In their native environment, cells are surrounded by the extracellular matrix (ECM), a complex network of glycosaminoglycans, adhesion proteins, and structural fibers, serving not only as a physical scaffold, but also providing biochemical and biomechanical cues that are critical for the regulation of cell adhesion, proliferation, differentiation, morphology, and gene expression [1]. Among them, the ECM’s mechanical properties play a key role in directing cell fate and guiding pathophysiological cell behavior during tissue development, homeostasis, and disease [2,3,4,5]. Cells sense the mechanics of their surrounding environment (ECM) by gauging resistance to the traction forces they exert on it, and, in response, generate biochemical activity through a process known as mechano-transduction [6,7].

In the last few decades, several studies have focused on investigating the role of substrate elasticity (or stiffness) in cell mechano-transduction. A variety of biomaterials mimicking the native stiffness of different biological tissues have been proposed, particularly hydrogels (i.e., crosslinked three-dimensional (3D) networks of hydrophilic natural or synthetic polymers) [8]. Hydrogels have been widely used as cell culture substrates in mechano-transduction studies mostly because of their several advantages, such as high water content, biocompatibility, the availability of different crosslinking approaches, and high tunability, which allow recapitulation of the physicochemical and mechanical properties of native ECMs in vitro [9,10,11,12,13].

Studies on cell response to stiffness have significantly contributed to our understanding of cell mechano-transduction, designating substrate elasticity as a major determinant in the regulation of pathophysiological cell behavior and function [14,15]. For instance, stem cell commitment has been shown to depend on matrix elasticity [16], while tissue development, ageing, and disease progression are generally associated with tissue stiffening [17,18]. However, since native tissues [19,20] and hydrogels (e.g., gelatin [21,22], collagen [23], or fibrin [24]) typically exhibit viscoelastic behavior with stress-relaxation (i.e., a decrease in elastic modulus over time in response to a constant strain applied), focusing on stiffness only is generally an over-reductive way to describe their biomechanical properties. Moreover, culturing cells on primarily elastic substrates with constant (i.e., time-independent) elastic moduli is poorly representative of their native viscoelastic environment, where the resistance to the traction forces they exert is expected to relax over time due to flow and matrix remodeling [25].

There is thus a clear need to consider viscoelasticity when characterizing soft tissue biomechanics and developing biomaterials for cell culture and mechano-biology studies. To date, only a few studies have investigated the effect of substrate viscoelasticity on resultant cell behavior.
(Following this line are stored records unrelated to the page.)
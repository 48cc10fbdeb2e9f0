//! One level in play
//!
//! A [`Session`] owns the live board. The player turns one tile at a time; the
//! board is checked after every turn, and once solved the session can advance,
//! recording the newly unlocked level in a [`ProgressStore`].

use log::{debug, info};

use crate::error::{LoopError, Result};
use crate::progress::ProgressStore;
use crate::puzzle::{Grid, Level, Mask, ScrambleOutcome, board_size, generate, is_solved};

/// Direction of a single player rotation
#[derive(Debug, Clone, Copy, PartialEq, Eq)]
pub enum Turn {
    Clockwise,
    CounterClockwise,
}

impl Turn {
    /// Quarter turns to pass to [`Mask::rotated`]
    pub fn quarter_turns(self) -> i32 {
        match self {
            Turn::Clockwise => 1,
            Turn::CounterClockwise => -1,
        }
    }
}

/// Result of a player rotation
#[derive(Debug, Clone, Copy, PartialEq, Eq)]
pub enum MoveOutcome {
    /// Tile turned, board still unsolved
    Rotated { mask: Mask },
    /// This turn solved the board
    Solved { next_level: u32 },
}

/// Current level and its live board
#[derive(Debug, Clone)]
pub struct Session {
    level: Level,
    board: Grid,
    moves: u32,
}

impl Session {
    /// Generate `level` and start playing it
    pub fn start(level: u32) -> Result<Self> {
        Ok(Self::from_level(generate(level)?))
    }

    /// Play an already generated level
    pub(crate) fn from_level(level: Level) -> Self {
        if level.scramble.outcome != ScrambleOutcome::Scrambled {
            info!("Level {} starts solved ({:?})", level.number, level.scramble.outcome);
        } else {
            info!("Level {} started", level.number);
        }
        Self {
            board: level.puzzle.clone(),
            level,
            moves: 0,
        }
    }

    pub fn level(&self) -> u32 {
        self.level.number
    }

    /// Live board as the player sees it
    pub fn grid(&self) -> &Grid {
        &self.board
    }

    pub fn board_size(&self) -> (usize, usize) {
        board_size(self.level.number)
    }

    /// Player rotations since the level started
    pub fn moves(&self) -> u32 {
        self.moves
    }

    pub fn is_solved(&self) -> bool {
        is_solved(&self.board)
    }

    /// Turn the tile at `(x, y)` a quarter and re-check the board
    pub fn rotate(&mut self, x: usize, y: usize, turn: Turn) -> Result<MoveOutcome> {
        let mask = self.board.rotate_cell(x, y, turn.quarter_turns())?;
        self.moves += 1;
        debug!("Rotated ({x}, {y}) {turn:?} -> {:#06b}", mask.raw());

        if self.is_solved() {
            info!("Level {} solved in {} moves", self.level.number, self.moves);
            return Ok(MoveOutcome::Solved {
                next_level: self.next_level()?,
            });
        }
        Ok(MoveOutcome::Rotated { mask })
    }

    /// Move on from a solved board: unlock and load the next level.
    ///
    /// Returns the new level number, or `None` if the board is not solved yet.
    pub fn advance<S: ProgressStore + ?Sized>(&mut self, store: &mut S) -> Result<Option<u32>> {
        if !self.is_solved() {
            debug!("Level {} not solved, staying", self.level.number);
            return Ok(None);
        }
        let next = self.next_level()?;
        store.update_max_level_if_higher(next)?;
        *self = Session::start(next)?;
        Ok(Some(next))
    }

    /// Jump to a level, e.g. one picked from the level menu
    pub fn select(&mut self, level: u32) -> Result<()> {
        *self = Session::start(level)?;
        Ok(())
    }

    /// Throw away the player's turns and start the current level over
    pub fn restart(&mut self) {
        self.board = self.level.puzzle.clone();
        self.moves = 0;
    }

    fn next_level(&self) -> Result<u32> {
        self.level
            .number
            .checked_add(1)
            .ok_or(LoopError::InvalidLevel(self.level.number))
    }
}

#[cfg(test)]
mod tests {
    use super::*;
    use crate::progress::MemoryProgress;
    use crate::puzzle::scramble;
    use rand::SeedableRng;
    use rand_pcg::Pcg32;

    /// Turn every tile clockwise until it matches the solution
    fn solve(session: &mut Session) -> Vec<MoveOutcome> {
        let solution = session.level.solution.clone();
        let mut outcomes = Vec::new();
        for ((x, y), target) in solution.cells() {
            while session.grid().get(x, y) != Some(target) {
                outcomes.push(session.rotate(x, y, Turn::Clockwise).unwrap());
            }
        }
        outcomes
    }

    #[test]
    fn test_start_rejects_level_zero() {
        assert!(matches!(Session::start(0), Err(LoopError::InvalidLevel(0))));
    }

    #[test]
    fn test_turns_are_inverse() {
        let mut session = Session::start(2).unwrap();
        let before = session.grid().clone();
        let ((x, y), _) = before
            .cells()
            .find(|(_, m)| !m.is_rotation_invariant())
            .unwrap();

        session.rotate(x, y, Turn::Clockwise).unwrap();
        session.rotate(x, y, Turn::CounterClockwise).unwrap();
        assert_eq!(session.grid(), &before);
        assert_eq!(session.moves(), 2);
    }

    #[test]
    fn test_off_board_rotation_fails() {
        let mut session = Session::start(1).unwrap();
        assert!(matches!(
            session.rotate(5, 0, Turn::Clockwise),
            Err(LoopError::OutOfBounds { .. })
        ));
        assert_eq!(session.moves(), 0);
    }

    #[test]
    fn test_solving_reports_and_advances() {
        let mut session = Session::start(1).unwrap();
        assert!(!session.is_solved());
        assert_eq!(session.board_size(), (5, 5));

        let mut store = MemoryProgress::new();
        assert_eq!(session.advance(&mut store).unwrap(), None);
        assert_eq!(store.max_level(), 1);

        let outcomes = solve(&mut session);
        assert_eq!(
            outcomes.last(),
            Some(&MoveOutcome::Solved { next_level: 2 })
        );
        assert!(session.is_solved());

        assert_eq!(session.advance(&mut store).unwrap(), Some(2));
        assert_eq!(store.max_level(), 2);
        assert_eq!(session.level(), 2);
        assert_eq!(session.moves(), 0);
    }

    #[test]
    fn test_advance_never_lowers_progress() {
        let mut session = Session::start(1).unwrap();
        solve(&mut session);
        let mut store = MemoryProgress::with_max_level(40);
        assert_eq!(session.advance(&mut store).unwrap(), Some(2));
        assert_eq!(store.max_level(), 40);
    }

    #[test]
    fn test_restart_and_select() {
        let mut session = Session::start(3).unwrap();
        let fresh = session.grid().clone();
        let ((x, y), _) = fresh
            .cells()
            .find(|(_, m)| !m.is_rotation_invariant())
            .unwrap();
        session.rotate(x, y, Turn::Clockwise).unwrap();
        session.restart();
        assert_eq!(session.grid(), &fresh);
        assert_eq!(session.moves(), 0);

        session.select(70).unwrap();
        assert_eq!(session.level(), 70);
        assert_eq!(session.board_size(), (25, 25));
        assert!(session.select(0).is_err());
    }

    #[test]
    fn test_unscramblable_level_starts_solved() {
        // Any four-way tile would point at an empty cell or off the board,
        // so the only solved layout without rotatable tiles is an empty one
        assert!(!is_solved(&Grid::from_raw(3, 2, &[0, 15, 0, 15, 0, 15]).unwrap()));
        let solution = Grid::new(3, 2);
        let mut puzzle = solution.clone();
        let record = scramble(&mut puzzle, &mut Pcg32::seed_from_u64(11));
        assert_eq!(record.outcome, ScrambleOutcome::Degenerate);

        let mut session = Session::from_level(Level {
            number: 9,
            solution,
            puzzle,
            scramble: record,
        });
        assert!(session.is_solved());
        assert_eq!(session.moves(), 0);

        let mut store = MemoryProgress::new();
        assert_eq!(session.advance(&mut store).unwrap(), Some(10));
        assert_eq!(store.max_level(), 10);
    }
}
Cameron and colleagues developed polyacrylamide gels with a shear loss modulus (G’’, reflecting the viscous component of the material viscoelastic behavior) varying over two orders of magnitude (from 1 to 130 Pa) and a nearly constant shear storage modulus (G” ~ 4.7 kPa, related to the elastic counterpart). In particular, increasing the substrate G’’ led to increased spreading and proliferation of human mesenchymal stem cells (hMSCs), but decreased the size and maturity of their focal adhesions, possibly because of decreased cytoskeletal tension resulting from the dissipation of energy owing to inherent substrate creep. Another recent study from Chauduri et al. investigated cell spreading on either almost elastic (i.e., covalently crosslinked) or viscoelastic (i.e., ionically crosslinked) alginate gels [25]. Despite the current consensus that cell spreading and proliferation are suppressed on soft substrates, they reported that cells cultured on soft viscoelastic substrates behave differently than those cultured on elastic substrates with the same initial elastic modulus, increasing spreading and proliferation to a similar extent as that observed on the stiffer elastic substrate. Taken together, these results suggest that stress-relaxation can compensate for the effect of decreased stiffness and has a substantial impact on cell behavior and function.

In light of the above considerations, it is natural to start wondering what is the best method to derive “physiologically relevant” viscoelastic properties (i.e., those describing the biomechanical environment felt by cells in their native milieu) to develop better mechano-mimetic cell culture substrates for tissue engineering, in vitro models, and mechano-transduction studies. Indeed, different mechanical properties (i.e., parameter values used to describe a given material’s mechanics) can be obtained when characterizing the same sample with different testing and analysis methods, likely leading to highly variable results that are difficult to interpret or not meaningfully comparable [18].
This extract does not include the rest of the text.